• Your task
The material below contains a line with "filename parity-core/src/domain/data/table.rs" and a line with "pub fn duplicate_count(&self)". Copy exactly those two lines and all lines between them.

• Data listing
§ §

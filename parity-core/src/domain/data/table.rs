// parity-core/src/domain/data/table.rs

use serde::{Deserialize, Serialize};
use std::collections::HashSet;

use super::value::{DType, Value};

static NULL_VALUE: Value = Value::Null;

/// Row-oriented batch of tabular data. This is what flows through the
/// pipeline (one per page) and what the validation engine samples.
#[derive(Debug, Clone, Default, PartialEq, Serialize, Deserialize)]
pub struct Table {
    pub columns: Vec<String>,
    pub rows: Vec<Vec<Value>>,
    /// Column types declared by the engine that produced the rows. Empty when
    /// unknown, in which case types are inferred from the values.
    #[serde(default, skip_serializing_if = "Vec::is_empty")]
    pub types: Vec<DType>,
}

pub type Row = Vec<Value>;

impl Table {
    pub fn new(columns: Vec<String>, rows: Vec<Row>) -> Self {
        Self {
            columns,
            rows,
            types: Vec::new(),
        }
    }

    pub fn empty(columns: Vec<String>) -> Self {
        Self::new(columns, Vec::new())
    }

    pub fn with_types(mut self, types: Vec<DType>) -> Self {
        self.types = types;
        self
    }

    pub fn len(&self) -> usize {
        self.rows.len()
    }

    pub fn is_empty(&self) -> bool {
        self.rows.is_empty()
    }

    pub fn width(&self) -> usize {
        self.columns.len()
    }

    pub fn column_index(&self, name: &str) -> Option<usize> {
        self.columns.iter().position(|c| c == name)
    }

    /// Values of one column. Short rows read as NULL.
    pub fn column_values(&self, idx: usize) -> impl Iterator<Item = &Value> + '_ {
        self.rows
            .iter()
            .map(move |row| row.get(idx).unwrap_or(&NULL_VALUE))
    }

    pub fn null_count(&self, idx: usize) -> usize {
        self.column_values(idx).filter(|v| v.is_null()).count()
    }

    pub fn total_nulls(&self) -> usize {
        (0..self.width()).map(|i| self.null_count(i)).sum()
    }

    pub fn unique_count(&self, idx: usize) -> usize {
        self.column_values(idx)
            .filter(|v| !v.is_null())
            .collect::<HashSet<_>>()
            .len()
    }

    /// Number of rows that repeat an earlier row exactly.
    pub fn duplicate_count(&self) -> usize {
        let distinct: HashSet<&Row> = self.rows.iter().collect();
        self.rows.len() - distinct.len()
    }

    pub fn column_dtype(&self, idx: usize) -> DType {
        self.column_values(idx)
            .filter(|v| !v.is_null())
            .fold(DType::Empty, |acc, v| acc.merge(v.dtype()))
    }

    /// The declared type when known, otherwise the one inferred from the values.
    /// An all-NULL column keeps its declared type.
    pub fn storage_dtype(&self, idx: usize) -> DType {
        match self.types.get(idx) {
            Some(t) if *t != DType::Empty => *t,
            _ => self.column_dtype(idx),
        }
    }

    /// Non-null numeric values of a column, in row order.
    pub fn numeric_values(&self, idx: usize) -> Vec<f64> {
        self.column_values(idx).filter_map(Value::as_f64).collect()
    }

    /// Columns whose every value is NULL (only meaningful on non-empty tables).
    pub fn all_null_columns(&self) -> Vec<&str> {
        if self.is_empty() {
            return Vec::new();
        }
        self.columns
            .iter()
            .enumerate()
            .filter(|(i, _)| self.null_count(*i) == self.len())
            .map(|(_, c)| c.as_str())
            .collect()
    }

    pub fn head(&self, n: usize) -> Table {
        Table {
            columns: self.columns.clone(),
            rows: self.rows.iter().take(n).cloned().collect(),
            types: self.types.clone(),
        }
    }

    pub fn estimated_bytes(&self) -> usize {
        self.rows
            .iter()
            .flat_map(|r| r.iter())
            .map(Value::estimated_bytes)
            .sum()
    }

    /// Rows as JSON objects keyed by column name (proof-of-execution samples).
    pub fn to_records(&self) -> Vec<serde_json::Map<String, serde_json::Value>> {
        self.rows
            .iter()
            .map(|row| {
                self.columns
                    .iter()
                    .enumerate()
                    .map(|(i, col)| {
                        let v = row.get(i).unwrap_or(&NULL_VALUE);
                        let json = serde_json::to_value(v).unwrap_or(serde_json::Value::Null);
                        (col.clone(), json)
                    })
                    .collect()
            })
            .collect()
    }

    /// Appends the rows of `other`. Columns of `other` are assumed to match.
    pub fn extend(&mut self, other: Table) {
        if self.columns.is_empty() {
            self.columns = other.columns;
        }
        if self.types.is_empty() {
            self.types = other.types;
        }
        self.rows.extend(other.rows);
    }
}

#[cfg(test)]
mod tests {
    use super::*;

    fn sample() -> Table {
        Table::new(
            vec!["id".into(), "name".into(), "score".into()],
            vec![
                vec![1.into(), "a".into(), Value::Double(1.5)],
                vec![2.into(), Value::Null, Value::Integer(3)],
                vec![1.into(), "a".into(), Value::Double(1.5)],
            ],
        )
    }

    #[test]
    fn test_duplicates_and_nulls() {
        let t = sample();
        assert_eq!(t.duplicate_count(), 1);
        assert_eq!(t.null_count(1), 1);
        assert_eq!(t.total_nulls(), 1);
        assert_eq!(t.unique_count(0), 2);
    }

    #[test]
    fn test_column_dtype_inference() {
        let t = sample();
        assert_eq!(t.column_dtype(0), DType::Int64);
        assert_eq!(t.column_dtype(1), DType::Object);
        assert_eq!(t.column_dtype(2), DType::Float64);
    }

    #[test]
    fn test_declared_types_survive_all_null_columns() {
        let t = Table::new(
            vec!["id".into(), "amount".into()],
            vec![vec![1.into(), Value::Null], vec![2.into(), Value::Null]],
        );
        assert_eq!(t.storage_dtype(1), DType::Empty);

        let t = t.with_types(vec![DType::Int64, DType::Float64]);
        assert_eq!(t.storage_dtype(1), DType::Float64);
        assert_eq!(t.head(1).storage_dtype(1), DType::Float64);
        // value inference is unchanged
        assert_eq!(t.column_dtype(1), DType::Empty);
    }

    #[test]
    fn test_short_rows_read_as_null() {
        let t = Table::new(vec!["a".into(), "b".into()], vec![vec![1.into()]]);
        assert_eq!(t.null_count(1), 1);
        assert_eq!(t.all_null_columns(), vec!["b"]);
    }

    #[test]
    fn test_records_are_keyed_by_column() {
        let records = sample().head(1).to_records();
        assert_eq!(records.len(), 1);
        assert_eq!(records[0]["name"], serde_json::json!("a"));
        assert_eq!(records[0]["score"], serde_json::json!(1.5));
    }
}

§ §

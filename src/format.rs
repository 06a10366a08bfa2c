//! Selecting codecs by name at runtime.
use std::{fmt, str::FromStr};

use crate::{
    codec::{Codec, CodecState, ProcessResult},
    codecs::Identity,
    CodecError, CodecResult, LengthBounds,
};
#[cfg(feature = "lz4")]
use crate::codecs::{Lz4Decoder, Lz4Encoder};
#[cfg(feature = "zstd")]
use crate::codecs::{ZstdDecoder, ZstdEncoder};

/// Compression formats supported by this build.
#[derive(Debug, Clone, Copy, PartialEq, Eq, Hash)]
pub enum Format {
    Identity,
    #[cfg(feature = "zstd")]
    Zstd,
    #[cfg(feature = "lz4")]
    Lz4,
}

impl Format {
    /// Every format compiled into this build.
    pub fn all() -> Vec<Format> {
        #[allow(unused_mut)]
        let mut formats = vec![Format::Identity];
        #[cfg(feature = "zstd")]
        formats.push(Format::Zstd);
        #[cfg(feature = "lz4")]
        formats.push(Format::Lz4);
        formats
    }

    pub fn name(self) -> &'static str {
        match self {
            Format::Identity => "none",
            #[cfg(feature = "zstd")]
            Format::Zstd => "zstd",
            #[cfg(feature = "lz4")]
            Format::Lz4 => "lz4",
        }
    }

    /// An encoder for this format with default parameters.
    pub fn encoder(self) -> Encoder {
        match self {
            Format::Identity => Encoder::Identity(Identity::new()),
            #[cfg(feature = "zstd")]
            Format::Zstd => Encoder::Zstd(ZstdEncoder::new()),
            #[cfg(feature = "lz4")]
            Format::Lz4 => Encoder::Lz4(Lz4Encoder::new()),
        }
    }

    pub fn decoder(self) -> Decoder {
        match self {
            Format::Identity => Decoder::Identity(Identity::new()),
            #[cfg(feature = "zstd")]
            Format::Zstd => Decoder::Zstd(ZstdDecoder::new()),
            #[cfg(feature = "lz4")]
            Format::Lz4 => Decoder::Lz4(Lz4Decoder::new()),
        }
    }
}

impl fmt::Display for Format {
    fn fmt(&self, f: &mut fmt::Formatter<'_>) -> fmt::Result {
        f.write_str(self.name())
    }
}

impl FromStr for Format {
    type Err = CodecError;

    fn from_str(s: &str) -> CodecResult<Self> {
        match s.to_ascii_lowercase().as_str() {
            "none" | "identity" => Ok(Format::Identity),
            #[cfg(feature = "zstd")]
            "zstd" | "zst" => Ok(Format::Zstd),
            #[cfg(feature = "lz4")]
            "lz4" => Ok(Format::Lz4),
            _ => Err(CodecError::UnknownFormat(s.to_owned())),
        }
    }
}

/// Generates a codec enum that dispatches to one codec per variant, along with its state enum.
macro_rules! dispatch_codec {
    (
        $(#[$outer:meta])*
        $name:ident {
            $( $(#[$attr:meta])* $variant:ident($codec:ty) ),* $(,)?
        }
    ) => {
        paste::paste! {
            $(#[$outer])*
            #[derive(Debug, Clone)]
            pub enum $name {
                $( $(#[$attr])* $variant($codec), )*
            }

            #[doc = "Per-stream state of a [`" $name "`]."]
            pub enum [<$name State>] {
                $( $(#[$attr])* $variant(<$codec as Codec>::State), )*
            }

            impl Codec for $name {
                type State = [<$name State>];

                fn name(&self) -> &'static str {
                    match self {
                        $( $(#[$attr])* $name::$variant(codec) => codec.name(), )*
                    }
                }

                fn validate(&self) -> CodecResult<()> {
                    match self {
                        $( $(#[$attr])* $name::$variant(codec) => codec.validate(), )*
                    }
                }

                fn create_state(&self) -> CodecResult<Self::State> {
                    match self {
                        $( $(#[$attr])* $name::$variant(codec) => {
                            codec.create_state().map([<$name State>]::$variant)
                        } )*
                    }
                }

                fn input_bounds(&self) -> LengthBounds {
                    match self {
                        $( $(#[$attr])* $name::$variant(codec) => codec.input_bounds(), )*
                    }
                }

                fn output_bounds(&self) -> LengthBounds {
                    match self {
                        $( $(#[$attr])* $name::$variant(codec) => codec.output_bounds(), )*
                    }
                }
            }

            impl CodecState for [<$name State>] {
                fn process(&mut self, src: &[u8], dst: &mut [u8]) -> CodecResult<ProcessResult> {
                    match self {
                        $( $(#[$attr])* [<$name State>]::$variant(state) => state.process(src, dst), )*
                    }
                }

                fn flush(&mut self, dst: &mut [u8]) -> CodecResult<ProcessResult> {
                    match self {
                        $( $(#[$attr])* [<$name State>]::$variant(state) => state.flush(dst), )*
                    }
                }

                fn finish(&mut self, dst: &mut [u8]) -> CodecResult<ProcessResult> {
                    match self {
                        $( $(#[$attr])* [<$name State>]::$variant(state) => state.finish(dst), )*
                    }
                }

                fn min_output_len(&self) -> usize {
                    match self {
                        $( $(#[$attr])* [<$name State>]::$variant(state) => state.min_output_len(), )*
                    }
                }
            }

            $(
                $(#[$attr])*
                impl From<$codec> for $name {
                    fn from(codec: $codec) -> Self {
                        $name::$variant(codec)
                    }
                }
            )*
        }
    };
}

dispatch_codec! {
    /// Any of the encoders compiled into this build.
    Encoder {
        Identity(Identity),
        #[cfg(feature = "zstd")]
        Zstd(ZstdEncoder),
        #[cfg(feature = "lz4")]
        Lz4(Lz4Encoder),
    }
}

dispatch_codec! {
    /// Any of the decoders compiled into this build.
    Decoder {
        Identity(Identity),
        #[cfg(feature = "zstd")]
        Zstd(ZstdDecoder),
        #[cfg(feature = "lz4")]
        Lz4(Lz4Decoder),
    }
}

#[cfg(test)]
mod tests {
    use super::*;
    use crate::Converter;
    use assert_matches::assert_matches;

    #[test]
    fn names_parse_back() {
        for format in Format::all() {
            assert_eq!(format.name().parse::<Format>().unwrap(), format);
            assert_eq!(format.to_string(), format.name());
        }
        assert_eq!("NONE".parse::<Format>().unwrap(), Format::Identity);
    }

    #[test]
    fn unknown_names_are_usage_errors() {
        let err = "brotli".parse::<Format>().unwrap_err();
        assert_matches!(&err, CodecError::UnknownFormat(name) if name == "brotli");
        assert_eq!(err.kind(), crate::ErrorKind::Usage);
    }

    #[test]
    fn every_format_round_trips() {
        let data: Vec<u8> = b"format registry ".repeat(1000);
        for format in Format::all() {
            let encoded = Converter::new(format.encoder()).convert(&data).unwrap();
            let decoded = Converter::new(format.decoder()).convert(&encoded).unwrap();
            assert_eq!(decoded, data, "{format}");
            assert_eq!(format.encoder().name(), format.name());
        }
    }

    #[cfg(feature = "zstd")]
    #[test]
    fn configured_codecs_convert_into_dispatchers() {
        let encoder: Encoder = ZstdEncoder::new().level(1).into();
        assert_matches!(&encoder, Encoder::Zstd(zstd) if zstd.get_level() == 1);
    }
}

§ §

• Completed exercise
filename parity-core/src/domain/data/table.rs
// parity-core/src/domain/data/table.rs

use serde::{Deserialize, Serialize};
use std::collections::HashSet;

use super::value::{DType, Value};

static NULL_VALUE: Value = Value::Null;

/// Row-oriented batch of tabular data. This is what flows through the
/// pipeline (one per page) and what the validation engine samples.
#[derive(Debug, Clone, Default, PartialEq, Serialize, Deserialize)]
pub struct Table {
    pub columns: Vec<String>,
    pub rows: Vec<Vec<Value>>,
    /// Column types declared by the engine that produced the rows. Empty when
    /// unknown, in which case types are inferred from the values.
    #[serde(default, skip_serializing_if = "Vec::is_empty")]
    pub types: Vec<DType>,
}

pub type Row = Vec<Value>;

impl Table {
    pub fn new(columns: Vec<String>, rows: Vec<Row>) -> Self {
        Self {
            columns,
            rows,
            types: Vec::new(),
        }
    }

    pub fn empty(columns: Vec<String>) -> Self {
        Self::new(columns, Vec::new())
    }

    pub fn with_types(mut self, types: Vec<DType>) -> Self {
        self.types = types;
        self
    }

    pub fn len(&self) -> usize {
        self.rows.len()
    }

    pub fn is_empty(&self) -> bool {
        self.rows.is_empty()
    }

    pub fn width(&self) -> usize {
        self.columns.len()
    }

    pub fn column_index(&self, name: &str) -> Option<usize> {
        self.columns.iter().position(|c| c == name)
    }

    /// Values of one column. Short rows read as NULL.
    pub fn column_values(&self, idx: usize) -> impl Iterator<Item = &Value> + '_ {
        self.rows
            .iter()
            .map(move |row| row.get(idx).unwrap_or(&NULL_VALUE))
    }

    pub fn null_count(&self, idx: usize) -> usize {
        self.column_values(idx).filter(|v| v.is_null()).count()
    }

    pub fn total_nulls(&self) -> usize {
        (0..self.width()).map(|i| self.null_count(i)).sum()
    }

    pub fn unique_count(&self, idx: usize) -> usize {
        self.column_values(idx)
            .filter(|v| !v.is_null())
            .collect::<HashSet<_>>()
            .len()
    }

    /// Number of rows that repeat an earlier row exactly.
    pub fn duplicate_count(&self) -> usize {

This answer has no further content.